BANEMASK duduk di singgasananya, merasa kesepian dan terkekang.
Rasanya makin sepi sekali belakangan ini. Bukannya ia tidak tahu apa tujuan yang ingin ia capai, tapi sudah ribuan tahun berlalu, dan waktu menggerus tekadnya, membuatnya lelah. Tapi sudah dekat. Sebentar lagi ia akan bebas. Sebentar lagi ia akan berhasil membalas dendam master-nya melawan manusia-manusia menyedihkan itu.
Sebentar lagi, Therian si Raksasa akan bangkit kembali.
Tapi waktu tunggu itu menyiksanya. Banemask separuh berharap ia tidak harus melakukan semua ini. Ia hanya ingin semuanya selesai. Entah iblis, manusia, atau makhluk lainnya, semua hanya ingin kebebasan. Tapi tugas ini membebaninya, tugas yang diberikan Master padanya sebelum kematiannya.
Banemask menghela napas lagi, bermain-main dengan cambuk di tangannya. Ekspresinya datar sebagian besar waktu. Ia tahu semua pelayan di Kuil-nya takut padanya. Semua menuruti perinahnya, tapi dalam hati, mereka ketakutan. Betapa ia berharap para jagoannya segera kembali. Si iblis api dan si alkemis, bahkan si jalang. Mereka menantangnya, kekuasaannya. Tapi hanya mereka yang tidak takut padanya, tidak sepenuhnya.
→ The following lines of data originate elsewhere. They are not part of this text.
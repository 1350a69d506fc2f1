use dockprep::core::residues::SubstitutionTable;
use dockprep::engine::config::{PrepareConfig, SelectionPolicy};
use std::path::PathBuf;

pub struct AppConfig {
    pub core_config: PrepareConfig,
    pub report_path: Option<PathBuf>,
}

pub struct InspectConfig {
    pub input_path: PathBuf,
    pub selection: SelectionPolicy,
    pub substitutions: SubstitutionTable,
    pub report_path: Option<PathBuf>,
}
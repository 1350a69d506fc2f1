use super::{RepairContext, RepairOutcome};
use crate::core::models::structure::StructureRecord;
use crate::engine::error::PrepError;
use crate::engine::findings::missing_residue_findings;
use tracing::info;

pub(super) fn apply(
    structure: StructureRecord,
    context: &mut RepairContext,
) -> Result<RepairOutcome, PrepError> {
    let adapter = &mut context.adapter;
    adapter.load(structure);

    let gaps = adapter.find_missing_residues()?;
    if gaps.is_empty() {
        info!("No missing residues found (no gaps, or no SEQRES records).");
        return Ok(RepairOutcome::unchanged(adapter.unload()?));
    }

    for gap in &gaps {
        let (first, last) = gap.seqres_range();
        info!(
            "Chain {}: missing SEQRES residues {}-{} ({}) {}",
            gap.chain,
            first,
            last,
            gap.names.join(" "),
            gap.placement()
        );
    }
    let findings = missing_residue_findings(&gaps);

    adapter.add_missing_residues()?;
    Ok(RepairOutcome {
        structure: adapter.unload()?,
        findings,
    })
}
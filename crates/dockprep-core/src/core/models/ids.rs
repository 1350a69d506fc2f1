use slotmap::new_key_type;

new_key_type! {
    pub struct ModelId;
    pub struct ChainId;
    pub struct ResidueId;
    pub struct AtomId;
}
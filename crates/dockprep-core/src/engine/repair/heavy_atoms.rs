use super::{RepairContext, RepairOutcome};
use crate::core::models::structure::StructureRecord;
use crate::engine::error::PrepError;
use crate::engine::findings::{FindingKind, missing_atom_findings};
use tracing::info;

pub(super) fn apply(
    structure: StructureRecord,
    context: &mut RepairContext,
) -> Result<RepairOutcome, PrepError> {
    let adapter = &mut context.adapter;
    adapter.load(structure);

    let (atoms, terminals) = adapter.find_missing_atoms()?;
    if atoms.is_empty() && terminals.is_empty() {
        info!("No missing heavy atoms found.");
        return Ok(RepairOutcome::unchanged(adapter.unload()?));
    }

    let mut findings = Vec::new();
    if let Some(structure) = adapter.structure() {
        for (kind, missing) in [
            (FindingKind::MissingHeavyAtom, &atoms),
            (FindingKind::MissingTerminalAtom, &terminals),
        ] {
            for (key, names) in missing {
                info!("Missing atoms in {}: {}", key, names.join(", "));
            }
            findings.extend(missing_atom_findings(structure, kind, missing));
        }
    }

    adapter.add_missing_atoms()?;
    Ok(RepairOutcome {
        structure: adapter.unload()?,
        findings,
    })
}
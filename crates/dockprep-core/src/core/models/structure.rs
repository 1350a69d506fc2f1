use super::atom::Atom;
use super::chain::Chain;
use super::ids::{AtomId, ChainId, ModelId, ResidueId};
use super::model::Model;
use super::residue::{HeteroFlag, Residue, ResidueNumber};
use slotmap::SlotMap;
use std::collections::{BTreeMap, HashMap};
use std::fmt;

/// Format-independent header information carried alongside the coordinates.
#[derive(Debug, Clone, Default, PartialEq, Eq)]
pub struct Header {
    /// Entry identifier (PDB ID or file stem).
    pub id: String,
    /// Full intended residue sequence per chain, as listed in SEQRES records.
    pub seqres: BTreeMap<char, Vec<String>>,
}

/// Addresses a residue independently of arena keys, so it survives a write/re-parse cycle.
#[derive(Debug, Clone, Copy, PartialEq, Eq, Hash, PartialOrd, Ord)]
pub struct ResidueKey {
    pub chain: char,
    pub number: ResidueNumber,
}

impl ResidueKey {
    pub fn new(chain: char, number: impl Into<ResidueNumber>) -> Self {
        Self {
            chain,
            number: number.into(),
        }
    }
}

impl fmt::Display for ResidueKey {
    fn fmt(&self, f: &mut fmt::Formatter<'_>) -> fmt::Result {
        write!(f, "{}:{}", self.chain, self.number)
    }
}

/// In-memory representation of a parsed macromolecular structure.
///
/// The record is a four-level tree (models → chains → residues → atoms) stored in slot-map
/// arenas. Children are kept in file order; lookup maps enforce that chains are unique per
/// model by identifier and residues are unique per chain by (sequence number, insertion code).
#[derive(Debug, Clone, Default)]
pub struct StructureRecord {
    /// Header data (entry id, SEQRES).
    pub header: Header,
    models: SlotMap<ModelId, Model>,
    model_order: Vec<ModelId>,
    chains: SlotMap<ChainId, Chain>,
    residues: SlotMap<ResidueId, Residue>,
    atoms: SlotMap<AtomId, Atom>,
    chain_key_map: HashMap<(ModelId, char), ChainId>,
    residue_key_map: HashMap<(ChainId, ResidueNumber), ResidueId>,
}
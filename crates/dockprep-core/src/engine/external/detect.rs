use crate::core::models::ids::{ChainId, ResidueId};
use crate::core::models::residue::HeteroFlag;
use crate::core::models::structure::{ResidueKey, StructureRecord};
use crate::core::residues::{
    BACKBONE_HEAVY_ATOMS, SubstitutionTable, TERMINAL_OXYGEN, heavy_atoms, is_amino_acid,
    is_water_name,
};
use std::collections::{BTreeMap, HashSet};
use tracing::debug;

/// Atom names per residue.
pub type AtomNames = BTreeMap<ResidueKey, Vec<String>>;

#[derive(Debug, Clone, PartialEq, Eq)]
pub struct NonStandardResidue {
    pub residue: ResidueKey,
    pub name: String,
    pub replacement: String,
}

/// A run of consecutive SEQRES entries with no counterpart in the coordinates.
#[derive(Debug, Clone, PartialEq, Eq)]
pub struct ResidueGap {
    pub chain: char,
    /// Zero-based SEQRES index of the first missing residue.
    pub seqres_start: usize,
    pub names: Vec<String>,
    /// Observed residue the gap precedes; `None` when the gap trails the chain.
    pub before: Option<ResidueKey>,
}

impl ResidueGap {
    /// One-based, inclusive SEQRES range covered by the gap.
    pub fn seqres_range(&self) -> (usize, usize) {
        (self.seqres_start + 1, self.seqres_start + self.names.len())
    }

    /// Where the gap sits relative to the observed residues, e.g. `before A:15`.
    pub fn placement(&self) -> String {
        match self.before {
            Some(key) => format!("before {key}"),
            None => "at chain end".to_string(),
        }
    }
}

fn first_model_chains(structure: &StructureRecord) -> Vec<ChainId> {
    structure
        .find_model(0)
        .map(|model| structure.chains_of(model).map(|(id, _)| id).collect())
        .unwrap_or_default()
}

/// Residues whose name is outside the standard vocabulary but has a known standard parent.
pub fn nonstandard_residues(
    structure: &StructureRecord,
    table: &SubstitutionTable,
) -> Vec<NonStandardResidue> {
    let mut found = Vec::new();
    for chain_id in first_model_chains(structure) {
        for (residue_id, residue) in structure.residues_of(chain_id) {
            let Some(key) = structure.residue_key(residue_id) else {
                continue;
            };
            match table.standard_for(&residue.name) {
                Some(replacement) => found.push(NonStandardResidue {
                    residue: key,
                    name: residue.name.clone(),
                    replacement: replacement.to_string(),
                }),
                None if residue.is_hetero() => {
                    debug!("No standard counterpart for hetero group {} {}", residue.name, key);
                }
                None => {}
            }
        }
    }
    found
}

/// Renames each residue to its replacement, reclassifies it as polymer and keeps only the
/// backbone heavy atoms.
pub fn apply_replacements(structure: &mut StructureRecord, replacements: &[NonStandardResidue]) {
    for replacement in replacements {
        let Some(residue_id) = structure.find_residue_by_key(&replacement.residue) else {
            continue;
        };
        structure.retag_as_polymer(residue_id);
        if let Some(pruned) =
            structure.rename_and_prune(residue_id, &replacement.replacement, &BACKBONE_HEAVY_ATOMS)
        {
            debug!(
                "{} renamed to {}, {} side-chain atoms pruned",
                replacement.residue, replacement.replacement, pruned
            );
        }
    }
}

fn amino_acid_residues(structure: &StructureRecord, chain_id: ChainId) -> Vec<ResidueId> {
    structure
        .residues_of(chain_id)
        .filter(|(_, r)| r.hetero_flag == HeteroFlag::Polymer && is_amino_acid(&r.name))
        .map(|(id, _)| id)
        .collect()
}

/// Missing heavy atoms of standard amino acids, and missing C-terminal oxygens.
///
/// Returns `(missing_atoms, missing_terminals)`; residues with nothing missing are omitted.
pub fn missing_atoms(structure: &StructureRecord) -> (AtomNames, AtomNames) {
    let mut atoms = AtomNames::new();
    let mut terminals = AtomNames::new();

    for chain_id in first_model_chains(structure) {
        let residues = amino_acid_residues(structure, chain_id);
        for &residue_id in &residues {
            let (Some(residue), Some(key)) =
                (structure.residue(residue_id), structure.residue_key(residue_id))
            else {
                continue;
            };
            let present: HashSet<&str> = structure
                .atoms_of(residue_id)
                .map(|(_, atom)| atom.name.as_str())
                .collect();
            let missing: Vec<String> = heavy_atoms(&residue.name)
                .unwrap_or_default()
                .iter()
                .filter(|name| !present.contains(*name))
                .map(|name| name.to_string())
                .collect();
            if !missing.is_empty() {
                atoms.insert(key, missing);
            }
        }

        if let Some(&last) = residues.last() {
            let has_oxt = structure
                .atoms_of(last)
                .any(|(_, atom)| atom.name == TERMINAL_OXYGEN);
            if let (false, Some(key)) = (has_oxt, structure.residue_key(last)) {
                terminals.insert(key, vec![TERMINAL_OXYGEN.to_string()]);
            }
        }
    }
    (atoms, terminals)
}

/// Gaps between each chain's SEQRES sequence and its observed residues.
///
/// Observed residues are aligned to SEQRES by longest common subsequence of residue names;
/// SEQRES entries left unmatched form the gaps. Chains without SEQRES yield nothing.
pub fn missing_residues(structure: &StructureRecord) -> Vec<ResidueGap> {
    let mut gaps = Vec::new();
    for chain_id in first_model_chains(structure) {
        let Some(chain) = structure.chain(chain_id) else {
            continue;
        };
        let Some(sequence) = structure.header.seqres.get(&chain.id) else {
            continue;
        };
        let sequence_names: HashSet<&str> = sequence.iter().map(String::as_str).collect();
        let observed: Vec<(ResidueId, &str)> = structure
            .residues_of(chain_id)
            .filter(|(_, r)| !is_water_name(&r.name) && sequence_names.contains(r.name.as_str()))
            .map(|(id, r)| (id, r.name.as_str()))
            .collect();
        let names: Vec<&str> = observed.iter().map(|(_, name)| *name).collect();
        let matched = align(sequence, &names);

        let mut index = 0;
        while index < sequence.len() {
            if matched[index].is_some() {
                index += 1;
                continue;
            }
            let start = index;
            while index < sequence.len() && matched[index].is_none() {
                index += 1;
            }
            let before = matched[index..]
                .iter()
                .flatten()
                .next()
                .and_then(|&j| structure.residue_key(observed[j].0));
            gaps.push(ResidueGap {
                chain: chain.id,
                seqres_start: start,
                names: sequence[start..index].to_vec(),
                before,
            });
        }
    }
    gaps
}

/// Longest-common-subsequence alignment. Entry `i` is the observed index matched to
/// `sequence[i]`, if any.
fn align(sequence: &[String], observed: &[&str]) -> Vec<Option<usize>> {
    let (n, m) = (sequence.len(), observed.len());
    let mut table = vec![vec![0usize; m + 1]; n + 1];
    for i in (0..n).rev() {
        for j in (0..m).rev() {
            table[i][j] = if sequence[i] == observed[j] {
                table[i + 1][j + 1] + 1
            } else {
                table[i + 1][j].max(table[i][j + 1])
            };
        }
    }

    let mut matched = vec![None; n];
    let (mut i, mut j) = (0, 0);
    while i < n && j < m {
        if sequence[i] == observed[j] && table[i][j] == table[i + 1][j + 1] + 1 {
            matched[i] = Some(j);
            i += 1;
            j += 1;
        } else if table[i + 1][j] >= table[i][j + 1] {
            i += 1;
        } else {
            j += 1;
        }
    }
    matched
}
Master-nya akan melihat ini sebagai kelemahan, bahwa Banemask tidak menghancurkan mereka secara langsung, malah justru membebaskan mereka. Tapi sejujurnya, ia merasa ia sudah mulai gila. Makhluk-makhluk yang menantangnya ini memberinya suatu tujuan. Secarik kewarasan.
Sayangnya, semua itu menjadi bumerang baginya, hari ini.
Banemask mengangkat wajahnya ke arah mereka dengan senyum. "Kalian semua akhirnya sadar dan kembali juga?"
Varnaz si iblis api mendengus. Dia memang selalu penuh kemarahan, meski dari luar terlihat dingin. "Tidak akan, bahkan sampai aku mati, Banemask."
Ah, anak itu dulu memanggilnya Master. Tapi tidak bisa dipersalahkan—anak muda itu sedang bermain peran, bagaimana pun juga. "Yah, iblis tua ini bisa berharap, kan?" Banemask terkekeh. "Jadi apa yang kalian lakukan di sini?"
"Dia sedang pura-pura bodoh?" Si jalang melirik ketiga temannya. Baru kemudian Banemask menyadari bahwa dua orang lainnya, yang tadinya ia pikir hanyalah orang-orang sembarangan, ternyata adalah halfblood bersaudara yang terkenal.
"Ah, anak-anak Zelroth," Banemask melihat keduanya. Ini sepertinya dua yang tertua. "Suatu kebetulan. Sudah sekitar, hmm, beberapa dekade sejak aku mengeksekusi ayahmu?"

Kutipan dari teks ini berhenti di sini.